— Your instructions —
Below are entries. Pull out all lines containing "ftruncate".

(Collected data)

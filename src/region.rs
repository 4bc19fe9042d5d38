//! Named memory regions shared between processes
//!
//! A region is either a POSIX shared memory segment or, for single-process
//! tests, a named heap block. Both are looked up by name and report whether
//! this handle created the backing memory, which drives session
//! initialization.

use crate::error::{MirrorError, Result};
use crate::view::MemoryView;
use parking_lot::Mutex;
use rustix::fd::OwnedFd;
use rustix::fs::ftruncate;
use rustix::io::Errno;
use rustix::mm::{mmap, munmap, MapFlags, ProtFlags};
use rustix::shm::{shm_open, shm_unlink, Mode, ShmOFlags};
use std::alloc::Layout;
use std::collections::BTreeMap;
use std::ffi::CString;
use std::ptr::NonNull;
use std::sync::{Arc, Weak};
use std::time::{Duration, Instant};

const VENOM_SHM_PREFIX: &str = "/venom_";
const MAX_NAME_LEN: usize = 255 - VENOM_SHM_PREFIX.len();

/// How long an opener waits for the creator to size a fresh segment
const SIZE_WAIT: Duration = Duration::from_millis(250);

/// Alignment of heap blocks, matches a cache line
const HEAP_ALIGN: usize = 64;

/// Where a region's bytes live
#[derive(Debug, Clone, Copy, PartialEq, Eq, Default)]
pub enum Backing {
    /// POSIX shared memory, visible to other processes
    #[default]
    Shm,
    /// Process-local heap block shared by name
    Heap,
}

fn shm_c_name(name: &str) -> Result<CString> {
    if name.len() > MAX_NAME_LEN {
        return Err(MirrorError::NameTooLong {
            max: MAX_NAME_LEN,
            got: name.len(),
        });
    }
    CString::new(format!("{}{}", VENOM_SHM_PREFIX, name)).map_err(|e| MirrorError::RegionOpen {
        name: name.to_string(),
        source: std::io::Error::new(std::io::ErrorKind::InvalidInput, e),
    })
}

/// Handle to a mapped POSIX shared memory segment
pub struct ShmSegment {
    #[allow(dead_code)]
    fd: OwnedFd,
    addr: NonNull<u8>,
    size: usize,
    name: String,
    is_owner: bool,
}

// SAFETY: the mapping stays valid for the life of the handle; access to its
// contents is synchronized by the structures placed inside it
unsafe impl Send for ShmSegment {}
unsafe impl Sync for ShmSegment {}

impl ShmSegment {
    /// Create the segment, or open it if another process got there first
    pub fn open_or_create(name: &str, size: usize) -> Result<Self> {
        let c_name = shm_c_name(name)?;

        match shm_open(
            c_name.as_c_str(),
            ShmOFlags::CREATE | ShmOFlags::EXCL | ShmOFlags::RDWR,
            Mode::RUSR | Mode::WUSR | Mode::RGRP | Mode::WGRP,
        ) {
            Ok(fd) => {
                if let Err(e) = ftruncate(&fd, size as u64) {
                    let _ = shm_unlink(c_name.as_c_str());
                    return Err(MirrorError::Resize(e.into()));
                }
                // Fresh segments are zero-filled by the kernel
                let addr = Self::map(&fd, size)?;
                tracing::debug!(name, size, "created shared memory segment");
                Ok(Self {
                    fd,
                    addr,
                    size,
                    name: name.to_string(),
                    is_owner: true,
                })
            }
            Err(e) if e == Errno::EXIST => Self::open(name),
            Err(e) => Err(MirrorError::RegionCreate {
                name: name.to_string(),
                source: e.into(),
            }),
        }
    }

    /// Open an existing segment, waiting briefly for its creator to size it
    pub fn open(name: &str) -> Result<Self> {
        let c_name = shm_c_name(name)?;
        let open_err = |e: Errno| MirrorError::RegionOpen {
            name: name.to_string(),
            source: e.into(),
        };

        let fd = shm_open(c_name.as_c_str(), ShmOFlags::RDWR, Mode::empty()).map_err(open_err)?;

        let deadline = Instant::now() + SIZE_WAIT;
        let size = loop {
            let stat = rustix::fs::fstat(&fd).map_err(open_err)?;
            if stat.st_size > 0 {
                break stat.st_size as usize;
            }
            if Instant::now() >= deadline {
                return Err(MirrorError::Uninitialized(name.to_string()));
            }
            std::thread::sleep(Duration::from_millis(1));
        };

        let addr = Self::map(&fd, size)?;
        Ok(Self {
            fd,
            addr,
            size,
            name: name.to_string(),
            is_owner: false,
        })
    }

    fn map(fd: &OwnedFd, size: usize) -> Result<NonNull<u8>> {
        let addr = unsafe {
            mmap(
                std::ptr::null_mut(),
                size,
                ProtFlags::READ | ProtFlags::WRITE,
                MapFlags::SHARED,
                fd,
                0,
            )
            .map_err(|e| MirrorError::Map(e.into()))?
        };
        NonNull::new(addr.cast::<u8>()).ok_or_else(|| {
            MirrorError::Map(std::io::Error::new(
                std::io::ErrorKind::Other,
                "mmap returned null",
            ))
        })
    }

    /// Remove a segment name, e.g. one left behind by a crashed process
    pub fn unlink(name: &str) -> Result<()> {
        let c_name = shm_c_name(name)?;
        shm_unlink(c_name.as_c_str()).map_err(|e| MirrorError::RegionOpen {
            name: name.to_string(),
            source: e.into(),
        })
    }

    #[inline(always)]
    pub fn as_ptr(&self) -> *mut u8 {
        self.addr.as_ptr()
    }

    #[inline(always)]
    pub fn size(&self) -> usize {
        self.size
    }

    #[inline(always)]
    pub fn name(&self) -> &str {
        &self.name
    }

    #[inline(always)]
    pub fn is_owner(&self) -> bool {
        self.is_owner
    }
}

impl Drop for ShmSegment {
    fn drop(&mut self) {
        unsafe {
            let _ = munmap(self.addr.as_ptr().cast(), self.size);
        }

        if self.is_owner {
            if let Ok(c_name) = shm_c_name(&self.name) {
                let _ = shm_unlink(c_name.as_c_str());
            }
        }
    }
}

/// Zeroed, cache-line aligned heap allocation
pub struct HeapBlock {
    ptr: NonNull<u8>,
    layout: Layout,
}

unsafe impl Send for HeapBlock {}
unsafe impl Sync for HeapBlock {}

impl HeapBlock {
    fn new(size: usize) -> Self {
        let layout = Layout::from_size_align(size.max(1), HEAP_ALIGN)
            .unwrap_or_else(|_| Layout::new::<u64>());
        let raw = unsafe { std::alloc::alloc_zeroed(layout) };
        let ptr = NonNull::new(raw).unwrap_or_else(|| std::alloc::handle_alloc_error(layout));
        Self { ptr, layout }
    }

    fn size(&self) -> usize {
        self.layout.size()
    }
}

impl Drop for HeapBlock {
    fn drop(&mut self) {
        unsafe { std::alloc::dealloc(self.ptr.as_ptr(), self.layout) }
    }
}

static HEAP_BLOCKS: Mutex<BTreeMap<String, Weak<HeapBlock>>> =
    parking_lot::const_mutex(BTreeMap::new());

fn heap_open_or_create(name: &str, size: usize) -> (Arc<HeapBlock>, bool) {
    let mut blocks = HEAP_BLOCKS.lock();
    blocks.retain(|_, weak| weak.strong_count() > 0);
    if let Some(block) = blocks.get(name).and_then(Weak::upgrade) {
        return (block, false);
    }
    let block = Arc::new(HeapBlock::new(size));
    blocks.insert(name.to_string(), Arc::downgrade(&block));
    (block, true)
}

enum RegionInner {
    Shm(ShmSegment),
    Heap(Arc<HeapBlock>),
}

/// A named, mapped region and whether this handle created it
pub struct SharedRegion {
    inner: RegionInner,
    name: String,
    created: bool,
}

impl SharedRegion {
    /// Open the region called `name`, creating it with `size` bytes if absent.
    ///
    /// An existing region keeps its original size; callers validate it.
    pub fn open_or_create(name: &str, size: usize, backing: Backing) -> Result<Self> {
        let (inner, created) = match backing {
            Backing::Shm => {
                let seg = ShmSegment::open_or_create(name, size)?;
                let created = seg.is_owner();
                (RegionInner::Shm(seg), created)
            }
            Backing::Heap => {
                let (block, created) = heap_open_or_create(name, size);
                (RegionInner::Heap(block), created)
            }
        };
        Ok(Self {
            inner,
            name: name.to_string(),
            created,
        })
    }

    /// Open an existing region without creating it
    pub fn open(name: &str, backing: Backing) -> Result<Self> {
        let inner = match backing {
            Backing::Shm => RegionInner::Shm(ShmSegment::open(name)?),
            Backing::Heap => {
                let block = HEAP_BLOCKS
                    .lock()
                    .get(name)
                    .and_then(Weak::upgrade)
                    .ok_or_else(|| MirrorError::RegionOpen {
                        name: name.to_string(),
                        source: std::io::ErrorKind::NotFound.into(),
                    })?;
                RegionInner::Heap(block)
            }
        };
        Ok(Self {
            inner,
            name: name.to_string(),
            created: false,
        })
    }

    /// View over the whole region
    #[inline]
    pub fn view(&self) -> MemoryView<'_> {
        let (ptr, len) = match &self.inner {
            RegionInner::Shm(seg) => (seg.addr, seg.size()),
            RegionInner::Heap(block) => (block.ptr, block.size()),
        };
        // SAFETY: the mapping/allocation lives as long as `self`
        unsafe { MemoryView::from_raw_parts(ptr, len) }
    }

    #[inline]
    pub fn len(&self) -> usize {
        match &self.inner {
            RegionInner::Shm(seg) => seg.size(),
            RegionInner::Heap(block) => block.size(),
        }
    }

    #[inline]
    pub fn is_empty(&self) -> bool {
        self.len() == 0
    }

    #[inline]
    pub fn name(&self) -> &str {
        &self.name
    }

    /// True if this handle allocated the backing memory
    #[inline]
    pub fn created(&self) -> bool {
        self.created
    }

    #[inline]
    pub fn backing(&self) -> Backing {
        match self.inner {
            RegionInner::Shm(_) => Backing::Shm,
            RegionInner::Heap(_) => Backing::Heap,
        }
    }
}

— Written response —
use rustix::fs::ftruncate;
                if let Err(e) = ftruncate(&fd, size as u64) {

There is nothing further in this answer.